In this study, we aimed to develop a novel 3D IR-UTE based method to quantitatively measure T₁ values of short T₂* species. Data were acquired using an adiabatic inversion recovery prepared 3D UTE Cones (3D IR-UTE-Cones) sequence with a series of repetition times (TRs) and inversion times (TIs). An inversion efficiency factor Q was introduced to account for partial inversion of the longitudinal magnetization, and further incorporated into the fitting model for accurate T₁ mapping. Experiments were performed on twelve MnCl₂ aqueous solution phantoms with a wide range of T₁ values and T₂* values on a 3T clinical MR system to verify the efficacy of the proposed method.

THEORY and METHOD

Phantom Preparation

As reported in [29], the T₂* values of the MnCl₂ aqueous solutions had a linear relationship with their concentrations. Based on the linear relationship between concentrations and T₂* values, a wide range of concentrations of MnCl₂ aqueous solutions were made to explore the shortest T₁ values the proposed method could measure.
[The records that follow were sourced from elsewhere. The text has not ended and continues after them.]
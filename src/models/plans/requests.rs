use serde::Deserialize;
use ts_rs::TS;

use super::entities::PlanStatus;
use crate::models::common::{ClassLevel, PaginationQuery};

// 教学计划列表查询参数（来自HTTP请求）
#[derive(Debug, Deserialize, TS)]
#[ts(export, export_to = "../frontend/src/types/generated/plan.ts")]
pub struct PlanListParams {
    #[serde(flatten)]
    #[ts(flatten)]
    pub pagination: PaginationQuery,
    pub teacher_id: Option<i64>,
    pub class_level: Option<ClassLevel>,
    pub status: Option<PlanStatus>,
}

// 新建教学计划
#[derive(Debug, Deserialize, TS)]
#[ts(export, export_to = "../frontend/src/types/generated/plan.ts")]
pub struct CreatePlanRequest {
    /// 管理员代建时必须指定，教师账号默认为本人
    pub teacher_id: Option<i64>,
    pub class_level: ClassLevel,
    pub title: String,
    pub week_start: chrono::NaiveDate,
    #[serde(default)]
    pub objectives: String,
    #[serde(default)]
    pub activities: Vec<String>,
    pub status: Option<PlanStatus>,
}

// 更新教学计划
#[derive(Debug, Deserialize, TS)]
#[ts(export, export_to = "../frontend/src/types/generated/plan.ts")]
pub struct UpdatePlanRequest {
    pub class_level: Option<ClassLevel>,
    pub title: Option<String>,
    pub week_start: Option<chrono::NaiveDate>,
    pub objectives: Option<String>,
    pub activities: Option<Vec<String>>,
    pub status: Option<PlanStatus>,
}

// 教学计划列表查询参数（用于存储层）
#[derive(Debug, Clone, Default, Deserialize, TS)]
#[ts(export, export_to = "../frontend/src/types/generated/plan.ts")]
pub struct PlanListQuery {
    pub page: Option<i64>,
    pub size: Option<i64>,
    pub teacher_id: Option<i64>,
    pub class_level: Option<ClassLevel>,
    pub status: Option<PlanStatus>,
}
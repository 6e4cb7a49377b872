use actix_web::{HttpRequest, HttpResponse, Result as ActixResult};

use super::{StudentService, student_not_found};
use crate::models::{
    ApiResponse, ErrorCode,
    students::requests::{StudentListParams, StudentListQuery},
};

pub async fn list_students(
    service: &StudentService,
    query: StudentListParams,
    request: &HttpRequest,
) -> ActixResult<HttpResponse> {
    let storage = service.get_storage(request)?;

    let list_query = StudentListQuery {
        page: Some(query.pagination.page),
        size: Some(query.pagination.size),
        class_level: query.class_level,
        teacher_id: query.teacher_id,
        unassigned: query.unassigned,
        search: query.search,
    };

    match storage.list_students_with_pagination(list_query).await {
        Ok(response) => Ok(HttpResponse::Ok().json(ApiResponse::success(
            response,
            "Student list retrieved",
        ))),
        Err(e) => Ok(
            HttpResponse::InternalServerError().json(ApiResponse::error_empty(
                ErrorCode::InternalServerError,
                format!("Failed to retrieve student list: {e}"),
            )),
        ),
    }
}

pub async fn get_student(
    service: &StudentService,
    student_id: i64,
    request: &HttpRequest,
) -> ActixResult<HttpResponse> {
    let storage = service.get_storage(request)?;

    match storage.get_student_by_id(student_id).await {
        Ok(Some(student)) => {
            Ok(HttpResponse::Ok().json(ApiResponse::success(student, "Student retrieved")))
        }
        Ok(None) => Ok(student_not_found()),
        Err(e) => Ok(
            HttpResponse::InternalServerError().json(ApiResponse::error_empty(
                ErrorCode::InternalServerError,
                format!("Failed to get student: {e}"),
            )),
        ),
    }
}
use once_cell::sync::Lazy;
use tokio::signal;
use tokio_util::sync::CancellationToken;
use tracing::{error, warn};

/// 进程级关闭信号，进行中的批量写入以其子令牌作为取消源
static SHUTDOWN: Lazy<CancellationToken> = Lazy::new(CancellationToken::new);

pub fn shutdown_token() -> &'static CancellationToken {
    &SHUTDOWN
}

pub async fn listen_for_shutdown() {
    // 等待 Ctrl+C 信号
    if let Err(e) = signal::ctrl_c().await {
        error!("Failed to listen for Ctrl+C: {}", e);
        return;
    }
    warn!("Shutdown signal received, initiating graceful shutdown...");
    SHUTDOWN.cancel();
}
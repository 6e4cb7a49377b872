use actix_web::{HttpRequest, HttpResponse, Result as ActixResult, web};
use once_cell::sync::Lazy;

use crate::middlewares;
use crate::models::users::entities::UserRole;
use crate::models::users::requests::{CreateUserRequest, UpdateUserRequest, UserListParams};
use crate::services::UserService;
use crate::utils::SafeIDI64;

static USER_SERVICE: Lazy<UserService> = Lazy::new(UserService::new_lazy);

pub async fn list_accounts(
    req: HttpRequest,
    query: web::Query<UserListParams>,
) -> ActixResult<HttpResponse> {
    USER_SERVICE.list_users(query.into_inner(), &req).await
}

pub async fn create_account(
    req: HttpRequest,
    body: web::Json<CreateUserRequest>,
) -> ActixResult<HttpResponse> {
    USER_SERVICE.create_user(body.into_inner(), &req).await
}

pub async fn get_account(req: HttpRequest, account_id: SafeIDI64) -> ActixResult<HttpResponse> {
    USER_SERVICE.get_user(account_id.0, &req).await
}

pub async fn update_account(
    req: HttpRequest,
    account_id: SafeIDI64,
    body: web::Json<UpdateUserRequest>,
) -> ActixResult<HttpResponse> {
    USER_SERVICE
        .update_user(account_id.0, body.into_inner(), &req)
        .await
}

pub async fn delete_account(req: HttpRequest, account_id: SafeIDI64) -> ActixResult<HttpResponse> {
    USER_SERVICE.delete_user(account_id.0, &req).await
}

// 账号管理仅限管理员
pub fn configure_user_routes(cfg: &mut web::ServiceConfig) {
    cfg.service(
        web::scope("/api/v1/users")
            .wrap(middlewares::RequireRole::new_any(UserRole::admin_roles()))
            .wrap(middlewares::RequireJWT)
            .service(
                web::resource("")
                    .route(web::get().to(list_accounts))
                    .route(web::post().to(create_account)),
            )
            .service(
                web::resource("/{id}")
                    .route(web::get().to(get_account))
                    .route(web::put().to(update_account))
                    .route(web::delete().to(delete_account)),
            ),
    );
}
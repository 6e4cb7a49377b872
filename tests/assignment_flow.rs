use async_trait::async_trait;
use std::collections::{BTreeMap, BTreeSet, HashSet};
use std::sync::Mutex;
use std::time::Duration;
use tokio_util::sync::CancellationToken;

use preschool_records::assignment::{
    AssignmentBackend, AssignmentRejection, AssignmentSession, AssignmentSnapshot, ItemOutcome,
    SessionState,
};
use preschool_records::errors::{PreschoolError, Result};
use preschool_records::models::common::ClassLevel;
use preschool_records::models::students::entities::{LearningAbility, Student, WritingSpeed};
use preschool_records::models::teachers::entities::Teacher;

/// 内存中的学生表，可指定某些学生写入失败
struct Roster {
    levels: BTreeMap<i64, ClassLevel>,
    assignments: Mutex<BTreeMap<i64, Option<i64>>>,
    broken: HashSet<i64>,
}

impl Roster {
    fn new(rows: &[(i64, ClassLevel, Option<i64>)]) -> Self {
        Self {
            levels: rows.iter().map(|&(id, level, _)| (id, level)).collect(),
            assignments: Mutex::new(rows.iter().map(|&(id, _, t)| (id, t)).collect()),
            broken: HashSet::new(),
        }
    }

    fn students(&self) -> Vec<Student> {
        let assignments = self.assignments.lock().unwrap();
        self.levels
            .iter()
            .map(|(&id, &level)| Student {
                id,
                name: format!("Child {id}"),
                age: 4,
                class_level: level,
                learning_ability: LearningAbility::Average,
                writing_speed: WritingSpeed::Average,
                photo_url: None,
                teacher_id: assignments.get(&id).copied().flatten(),
                created_at: chrono::Utc::now(),
                updated_at: chrono::Utc::now(),
            })
            .collect()
    }

    fn snapshot(&self, teachers: &[Teacher]) -> AssignmentSnapshot {
        AssignmentSnapshot {
            students: self.students(),
            teachers: teachers.to_vec(),
        }
    }
}

#[async_trait]
impl AssignmentBackend for Roster {
    async fn set_student_teacher(&self, student_id: i64, teacher_id: Option<i64>) -> Result<()> {
        if self.broken.contains(&student_id) {
            return Err(PreschoolError::database_operation("disk full"));
        }
        self.assignments
            .lock()
            .unwrap()
            .insert(student_id, teacher_id);
        Ok(())
    }
}

fn teacher(id: i64, levels: &[ClassLevel]) -> Teacher {
    Teacher {
        id,
        name: format!("Teacher {id}"),
        email: None,
        phone: None,
        class_levels: levels.iter().copied().collect::<BTreeSet<_>>(),
        user_id: None,
        created_at: chrono::Utc::now(),
        updated_at: chrono::Utc::now(),
    }
}

const TIMEOUT: Duration = Duration::from_secs(1);

#[tokio::test]
async fn edit_save_and_reload_round_trip() {
    let teachers = vec![
        teacher(1, &[ClassLevel::Nursery, ClassLevel::Lkg]),
        teacher(2, &[ClassLevel::Lkg, ClassLevel::Ukg]),
    ];
    let roster = Roster::new(&[
        (10, ClassLevel::Nursery, None),
        (11, ClassLevel::Lkg, Some(1)),
        (12, ClassLevel::Ukg, Some(2)),
    ]);

    let mut session = AssignmentSession::load(&roster.snapshot(&teachers)).unwrap();
    assert_eq!(session.state(), SessionState::Loaded);
    assert!(!session.has_changes());

    session.propose(10, Some(1)).unwrap();
    session.propose(11, Some(2)).unwrap();
    // 改回原值不产生差异
    session.propose(12, Some(2)).unwrap();
    assert_eq!(session.pending_changes().len(), 2);

    let report = session
        .save(&roster, TIMEOUT, &CancellationToken::new())
        .await
        .unwrap();
    assert_eq!((report.succeeded, report.failed, report.skipped), (2, 0, 0));
    assert_eq!(session.state(), SessionState::SavedClean);

    session.reload(&roster.snapshot(&teachers)).unwrap();
    assert_eq!(session.state(), SessionState::Loaded);
    assert!(!session.has_changes());
    assert_eq!(session.store().seed().get(&10), Some(&Some(1)));
}

#[tokio::test]
async fn ineligible_proposals_never_reach_the_backend() {
    let teachers = vec![teacher(1, &[ClassLevel::Nursery])];
    let roster = Roster::new(&[(10, ClassLevel::Ukg, None)]);

    let mut session = AssignmentSession::load(&roster.snapshot(&teachers)).unwrap();
    let err = session.propose(10, Some(1)).unwrap_err();
    assert_eq!(
        err,
        AssignmentRejection::Ineligible {
            student_id: 10,
            teacher_id: 1,
            class_level: ClassLevel::Ukg,
        }
    );
    assert!(!session.has_changes());

    let report = session
        .save(&roster, TIMEOUT, &CancellationToken::new())
        .await
        .unwrap();
    assert!(report.is_empty());
    assert_eq!(roster.assignments.lock().unwrap()[&10], None);
}

#[tokio::test]
async fn partial_failure_keeps_going_and_leaves_failed_item_pending() {
    let teachers = vec![teacher(1, &[ClassLevel::Lkg])];
    let mut roster = Roster::new(&[
        (10, ClassLevel::Lkg, None),
        (11, ClassLevel::Lkg, None),
        (12, ClassLevel::Lkg, None),
    ]);
    roster.broken.insert(11);

    let mut session = AssignmentSession::load(&roster.snapshot(&teachers)).unwrap();
    for id in [10, 11, 12] {
        session.propose(id, Some(1)).unwrap();
    }

    let report = session
        .save(&roster, TIMEOUT, &CancellationToken::new())
        .await
        .unwrap();
    assert_eq!(session.state(), SessionState::SavedWithErrors);
    assert_eq!((report.succeeded, report.failed), (2, 1));
    assert!(matches!(report.items[1].outcome, ItemOutcome::Failed { .. }));

    // 保存后必须先 reload 才能继续编辑
    assert!(matches!(
        session.propose(11, Some(1)),
        Err(AssignmentRejection::InvalidState { .. })
    ));

    session.reload(&roster.snapshot(&teachers)).unwrap();
    session.propose(11, Some(1)).unwrap();
    assert_eq!(session.pending_changes().len(), 1);
}

#[tokio::test]
async fn cancelled_batch_is_skipped_entirely() {
    let teachers = vec![teacher(1, &[ClassLevel::Nursery])];
    let roster = Roster::new(&[(10, ClassLevel::Nursery, None), (11, ClassLevel::Nursery, None)]);

    let mut session = AssignmentSession::load(&roster.snapshot(&teachers)).unwrap();
    session.propose(10, Some(1)).unwrap();
    session.propose(11, Some(1)).unwrap();

    let cancel = CancellationToken::new();
    cancel.cancel();
    let report = session.save(&roster, TIMEOUT, &cancel).await.unwrap();

    assert_eq!(report.skipped, 2);
    assert_eq!(session.state(), SessionState::SavedWithErrors);
    assert!(roster.assignments.lock().unwrap().values().all(Option::is_none));
}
Twelve 5-mL polypropylene tubes filled with MnCl₂ aqueous solutions with concentrations ranging from 0 to 89.16 mM (details in Table 1) were placed inside a cylindrical container (8.5 cm in diameter, 9.5 cm in height) filled with agarose gel (1% by weight). During the scan, the tubes were aligned parallel to the B₀ field to minimize susceptibility artifact.

Table 1.

T₂* and T₁ results of different imaging protocols

Tube Numbers	Concentration (mM)	T₂* (ms)	Estimated T₁ values (ms)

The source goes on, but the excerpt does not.